▶ Exercise aim: Check each line of the listing below for the string "Eastern", and copy the ones that have it.

▶ Source material:

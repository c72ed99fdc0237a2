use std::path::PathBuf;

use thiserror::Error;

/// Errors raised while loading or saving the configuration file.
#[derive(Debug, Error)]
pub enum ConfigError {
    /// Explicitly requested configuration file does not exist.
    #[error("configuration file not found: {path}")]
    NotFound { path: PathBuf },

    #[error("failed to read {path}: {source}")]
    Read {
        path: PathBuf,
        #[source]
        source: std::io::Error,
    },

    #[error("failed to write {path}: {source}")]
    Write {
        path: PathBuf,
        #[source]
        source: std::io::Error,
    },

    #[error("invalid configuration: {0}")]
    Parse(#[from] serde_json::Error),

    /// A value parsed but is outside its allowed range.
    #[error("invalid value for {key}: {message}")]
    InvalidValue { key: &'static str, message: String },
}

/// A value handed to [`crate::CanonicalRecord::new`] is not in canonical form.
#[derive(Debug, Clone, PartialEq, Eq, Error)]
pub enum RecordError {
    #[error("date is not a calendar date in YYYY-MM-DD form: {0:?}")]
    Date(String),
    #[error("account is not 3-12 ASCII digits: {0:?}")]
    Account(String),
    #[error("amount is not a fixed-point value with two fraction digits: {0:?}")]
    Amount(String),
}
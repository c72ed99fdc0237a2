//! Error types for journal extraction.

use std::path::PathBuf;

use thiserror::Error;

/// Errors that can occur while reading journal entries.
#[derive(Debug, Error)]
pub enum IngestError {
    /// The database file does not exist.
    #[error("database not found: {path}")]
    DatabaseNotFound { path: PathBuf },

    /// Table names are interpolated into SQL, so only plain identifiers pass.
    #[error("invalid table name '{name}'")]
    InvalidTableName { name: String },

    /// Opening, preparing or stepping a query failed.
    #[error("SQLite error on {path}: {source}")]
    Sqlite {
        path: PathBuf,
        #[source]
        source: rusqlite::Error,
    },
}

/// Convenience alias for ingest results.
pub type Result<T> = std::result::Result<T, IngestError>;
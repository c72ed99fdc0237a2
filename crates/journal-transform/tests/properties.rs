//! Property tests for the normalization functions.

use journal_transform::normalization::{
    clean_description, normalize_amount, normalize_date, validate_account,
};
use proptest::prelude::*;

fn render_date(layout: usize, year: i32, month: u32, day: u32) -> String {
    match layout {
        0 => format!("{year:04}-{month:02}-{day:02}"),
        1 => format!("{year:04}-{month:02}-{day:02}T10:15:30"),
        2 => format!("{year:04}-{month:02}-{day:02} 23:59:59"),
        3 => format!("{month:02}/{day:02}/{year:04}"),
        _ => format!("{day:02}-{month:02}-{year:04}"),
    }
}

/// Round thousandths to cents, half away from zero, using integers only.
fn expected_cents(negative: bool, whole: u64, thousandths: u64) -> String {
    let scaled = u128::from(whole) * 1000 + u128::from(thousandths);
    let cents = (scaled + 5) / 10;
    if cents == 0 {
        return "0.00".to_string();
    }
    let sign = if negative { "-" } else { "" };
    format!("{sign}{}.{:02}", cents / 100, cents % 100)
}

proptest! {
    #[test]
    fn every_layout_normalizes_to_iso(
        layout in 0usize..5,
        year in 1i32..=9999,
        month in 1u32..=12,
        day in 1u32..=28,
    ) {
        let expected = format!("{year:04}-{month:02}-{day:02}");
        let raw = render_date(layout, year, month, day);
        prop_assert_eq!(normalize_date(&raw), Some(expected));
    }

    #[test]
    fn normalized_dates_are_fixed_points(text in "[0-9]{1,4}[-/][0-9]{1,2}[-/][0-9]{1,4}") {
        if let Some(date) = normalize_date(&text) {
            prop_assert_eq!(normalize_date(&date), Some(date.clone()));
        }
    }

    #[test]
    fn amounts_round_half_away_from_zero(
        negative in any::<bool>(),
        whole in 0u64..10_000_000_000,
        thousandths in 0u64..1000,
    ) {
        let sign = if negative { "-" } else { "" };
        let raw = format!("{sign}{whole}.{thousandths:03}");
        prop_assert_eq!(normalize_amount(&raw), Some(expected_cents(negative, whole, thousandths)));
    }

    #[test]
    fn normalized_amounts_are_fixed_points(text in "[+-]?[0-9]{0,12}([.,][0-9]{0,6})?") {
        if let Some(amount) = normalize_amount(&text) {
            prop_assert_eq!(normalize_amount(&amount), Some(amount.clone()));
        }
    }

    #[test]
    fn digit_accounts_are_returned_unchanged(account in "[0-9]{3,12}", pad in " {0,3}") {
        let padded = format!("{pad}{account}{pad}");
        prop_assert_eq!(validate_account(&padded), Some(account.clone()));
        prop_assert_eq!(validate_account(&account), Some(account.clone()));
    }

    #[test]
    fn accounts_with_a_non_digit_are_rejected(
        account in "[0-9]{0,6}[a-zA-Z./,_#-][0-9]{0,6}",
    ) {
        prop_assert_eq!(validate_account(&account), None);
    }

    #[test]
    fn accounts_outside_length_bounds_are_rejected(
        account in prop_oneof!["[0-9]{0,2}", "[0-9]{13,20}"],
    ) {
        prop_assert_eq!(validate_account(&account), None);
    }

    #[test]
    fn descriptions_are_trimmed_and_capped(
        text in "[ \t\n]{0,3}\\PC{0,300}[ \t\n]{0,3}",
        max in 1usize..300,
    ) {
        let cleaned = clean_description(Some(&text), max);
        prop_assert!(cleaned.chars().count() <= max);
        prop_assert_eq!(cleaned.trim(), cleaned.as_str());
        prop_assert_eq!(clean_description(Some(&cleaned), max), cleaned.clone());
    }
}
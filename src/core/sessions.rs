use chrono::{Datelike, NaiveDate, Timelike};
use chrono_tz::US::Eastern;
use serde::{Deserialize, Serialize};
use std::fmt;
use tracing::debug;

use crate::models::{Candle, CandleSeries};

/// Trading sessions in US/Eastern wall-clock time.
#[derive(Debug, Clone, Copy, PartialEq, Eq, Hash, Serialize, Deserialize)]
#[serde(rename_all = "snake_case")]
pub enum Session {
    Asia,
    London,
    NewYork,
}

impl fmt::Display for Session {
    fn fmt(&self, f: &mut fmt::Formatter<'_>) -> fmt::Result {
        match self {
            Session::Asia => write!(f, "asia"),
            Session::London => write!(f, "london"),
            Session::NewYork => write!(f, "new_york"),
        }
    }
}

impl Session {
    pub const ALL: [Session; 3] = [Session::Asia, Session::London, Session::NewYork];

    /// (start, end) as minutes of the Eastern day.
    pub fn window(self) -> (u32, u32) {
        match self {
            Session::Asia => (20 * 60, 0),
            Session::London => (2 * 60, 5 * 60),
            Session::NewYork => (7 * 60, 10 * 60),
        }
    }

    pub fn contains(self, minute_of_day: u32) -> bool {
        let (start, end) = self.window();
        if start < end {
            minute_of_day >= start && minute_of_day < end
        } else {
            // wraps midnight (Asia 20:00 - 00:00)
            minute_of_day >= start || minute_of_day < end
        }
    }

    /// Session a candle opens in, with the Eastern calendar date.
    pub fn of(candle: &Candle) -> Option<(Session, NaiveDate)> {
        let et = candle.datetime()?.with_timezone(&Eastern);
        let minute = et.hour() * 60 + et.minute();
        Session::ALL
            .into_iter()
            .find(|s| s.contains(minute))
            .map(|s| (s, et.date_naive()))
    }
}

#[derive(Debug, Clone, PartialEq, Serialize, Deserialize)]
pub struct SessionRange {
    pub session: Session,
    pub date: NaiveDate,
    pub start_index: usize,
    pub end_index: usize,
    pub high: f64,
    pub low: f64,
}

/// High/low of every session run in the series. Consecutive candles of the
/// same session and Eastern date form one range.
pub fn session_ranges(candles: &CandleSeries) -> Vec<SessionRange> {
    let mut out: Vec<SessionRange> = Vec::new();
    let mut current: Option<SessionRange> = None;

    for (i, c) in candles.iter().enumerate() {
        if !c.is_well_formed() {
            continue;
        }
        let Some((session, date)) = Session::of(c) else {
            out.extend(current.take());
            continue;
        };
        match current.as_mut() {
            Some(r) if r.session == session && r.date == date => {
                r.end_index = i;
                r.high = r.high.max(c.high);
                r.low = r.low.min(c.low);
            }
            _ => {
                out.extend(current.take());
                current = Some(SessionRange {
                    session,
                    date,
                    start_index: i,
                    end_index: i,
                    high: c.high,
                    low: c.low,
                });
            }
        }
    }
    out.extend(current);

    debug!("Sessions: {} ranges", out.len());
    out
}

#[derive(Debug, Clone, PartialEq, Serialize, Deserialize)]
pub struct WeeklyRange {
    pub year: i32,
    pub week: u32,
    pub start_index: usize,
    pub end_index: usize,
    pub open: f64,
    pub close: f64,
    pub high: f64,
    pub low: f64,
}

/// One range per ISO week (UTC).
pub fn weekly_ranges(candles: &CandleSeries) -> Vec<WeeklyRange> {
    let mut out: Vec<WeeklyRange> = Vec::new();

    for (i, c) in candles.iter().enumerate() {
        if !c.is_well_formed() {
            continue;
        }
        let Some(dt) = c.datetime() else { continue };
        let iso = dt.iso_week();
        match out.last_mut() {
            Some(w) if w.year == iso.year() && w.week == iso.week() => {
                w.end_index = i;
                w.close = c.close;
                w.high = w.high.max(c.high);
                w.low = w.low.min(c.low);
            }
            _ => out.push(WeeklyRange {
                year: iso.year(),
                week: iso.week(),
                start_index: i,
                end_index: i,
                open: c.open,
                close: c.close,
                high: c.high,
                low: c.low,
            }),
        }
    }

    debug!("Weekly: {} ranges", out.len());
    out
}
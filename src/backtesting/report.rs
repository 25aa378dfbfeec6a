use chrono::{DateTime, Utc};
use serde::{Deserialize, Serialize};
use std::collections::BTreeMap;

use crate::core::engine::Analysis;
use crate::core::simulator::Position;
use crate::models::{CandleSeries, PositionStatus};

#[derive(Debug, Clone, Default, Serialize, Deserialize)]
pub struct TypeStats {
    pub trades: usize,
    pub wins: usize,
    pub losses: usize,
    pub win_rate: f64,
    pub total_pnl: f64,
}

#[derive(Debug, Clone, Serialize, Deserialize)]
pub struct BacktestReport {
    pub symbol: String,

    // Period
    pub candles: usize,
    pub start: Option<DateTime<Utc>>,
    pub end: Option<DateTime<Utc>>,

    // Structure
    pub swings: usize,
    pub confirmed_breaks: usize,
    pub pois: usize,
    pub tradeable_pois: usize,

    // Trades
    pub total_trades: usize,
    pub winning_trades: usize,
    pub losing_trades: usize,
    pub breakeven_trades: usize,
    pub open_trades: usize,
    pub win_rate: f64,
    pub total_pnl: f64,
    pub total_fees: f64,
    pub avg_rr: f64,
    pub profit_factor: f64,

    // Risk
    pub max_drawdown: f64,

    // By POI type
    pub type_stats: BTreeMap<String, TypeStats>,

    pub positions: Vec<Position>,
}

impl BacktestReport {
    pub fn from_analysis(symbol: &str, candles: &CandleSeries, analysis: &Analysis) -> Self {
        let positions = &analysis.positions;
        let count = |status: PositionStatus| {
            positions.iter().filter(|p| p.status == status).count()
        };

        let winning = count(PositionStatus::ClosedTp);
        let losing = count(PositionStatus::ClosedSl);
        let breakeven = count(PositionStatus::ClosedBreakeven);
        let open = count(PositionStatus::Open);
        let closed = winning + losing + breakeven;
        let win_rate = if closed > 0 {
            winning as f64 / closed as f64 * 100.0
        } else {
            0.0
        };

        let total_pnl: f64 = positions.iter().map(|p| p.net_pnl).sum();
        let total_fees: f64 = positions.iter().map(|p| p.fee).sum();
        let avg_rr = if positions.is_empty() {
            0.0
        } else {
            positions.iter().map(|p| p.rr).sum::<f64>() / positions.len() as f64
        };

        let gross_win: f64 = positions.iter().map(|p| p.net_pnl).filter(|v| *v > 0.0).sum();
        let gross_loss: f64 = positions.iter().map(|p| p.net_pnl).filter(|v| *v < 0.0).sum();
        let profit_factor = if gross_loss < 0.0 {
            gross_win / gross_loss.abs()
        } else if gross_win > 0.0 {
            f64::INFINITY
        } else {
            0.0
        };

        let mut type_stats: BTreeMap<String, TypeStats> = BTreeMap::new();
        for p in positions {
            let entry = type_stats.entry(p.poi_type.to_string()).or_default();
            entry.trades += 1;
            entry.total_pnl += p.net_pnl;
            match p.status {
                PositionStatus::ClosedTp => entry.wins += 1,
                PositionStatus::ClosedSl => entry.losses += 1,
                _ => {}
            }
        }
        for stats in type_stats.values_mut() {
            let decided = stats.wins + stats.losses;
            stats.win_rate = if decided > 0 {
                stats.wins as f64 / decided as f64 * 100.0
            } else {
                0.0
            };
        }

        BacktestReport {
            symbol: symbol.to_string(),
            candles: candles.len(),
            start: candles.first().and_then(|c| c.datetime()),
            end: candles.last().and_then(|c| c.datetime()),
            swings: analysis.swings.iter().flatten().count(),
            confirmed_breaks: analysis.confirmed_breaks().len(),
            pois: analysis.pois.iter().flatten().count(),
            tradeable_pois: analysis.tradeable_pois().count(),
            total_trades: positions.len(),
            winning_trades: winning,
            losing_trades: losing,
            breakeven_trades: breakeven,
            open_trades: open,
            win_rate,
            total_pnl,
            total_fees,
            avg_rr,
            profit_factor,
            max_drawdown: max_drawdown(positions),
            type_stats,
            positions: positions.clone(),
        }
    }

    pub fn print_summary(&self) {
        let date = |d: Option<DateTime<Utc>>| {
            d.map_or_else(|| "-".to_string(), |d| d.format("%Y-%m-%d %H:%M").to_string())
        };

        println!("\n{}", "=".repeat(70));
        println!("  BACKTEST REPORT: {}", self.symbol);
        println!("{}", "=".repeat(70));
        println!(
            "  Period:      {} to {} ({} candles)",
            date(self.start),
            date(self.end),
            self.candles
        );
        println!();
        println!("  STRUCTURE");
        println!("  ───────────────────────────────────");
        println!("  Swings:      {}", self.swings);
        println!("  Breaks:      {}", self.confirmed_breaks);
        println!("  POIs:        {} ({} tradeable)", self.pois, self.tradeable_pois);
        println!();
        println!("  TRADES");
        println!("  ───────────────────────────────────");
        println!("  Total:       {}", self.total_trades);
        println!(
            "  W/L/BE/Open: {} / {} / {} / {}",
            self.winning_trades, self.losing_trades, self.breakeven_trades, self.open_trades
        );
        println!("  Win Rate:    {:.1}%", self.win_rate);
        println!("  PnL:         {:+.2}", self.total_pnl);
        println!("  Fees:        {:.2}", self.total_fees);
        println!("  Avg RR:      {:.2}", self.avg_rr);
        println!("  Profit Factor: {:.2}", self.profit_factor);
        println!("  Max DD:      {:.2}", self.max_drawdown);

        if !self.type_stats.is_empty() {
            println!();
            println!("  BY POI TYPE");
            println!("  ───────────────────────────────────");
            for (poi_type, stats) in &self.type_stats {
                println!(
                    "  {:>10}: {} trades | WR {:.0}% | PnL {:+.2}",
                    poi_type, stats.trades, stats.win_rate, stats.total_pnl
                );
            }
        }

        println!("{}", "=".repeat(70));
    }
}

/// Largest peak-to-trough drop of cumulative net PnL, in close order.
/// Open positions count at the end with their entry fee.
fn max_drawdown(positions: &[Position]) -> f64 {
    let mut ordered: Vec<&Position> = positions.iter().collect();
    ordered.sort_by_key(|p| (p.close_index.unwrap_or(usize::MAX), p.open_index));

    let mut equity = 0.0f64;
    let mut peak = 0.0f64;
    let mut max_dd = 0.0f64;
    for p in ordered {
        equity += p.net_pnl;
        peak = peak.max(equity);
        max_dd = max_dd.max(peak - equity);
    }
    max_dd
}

▶ Exercise result:
use chrono_tz::US::Eastern;
/// Trading sessions in US/Eastern wall-clock time.
    /// (start, end) as minutes of the Eastern day.
    /// Session a candle opens in, with the Eastern calendar date.
        let et = candle.datetime()?.with_timezone(&Eastern);
/// same session and Eastern date form one range.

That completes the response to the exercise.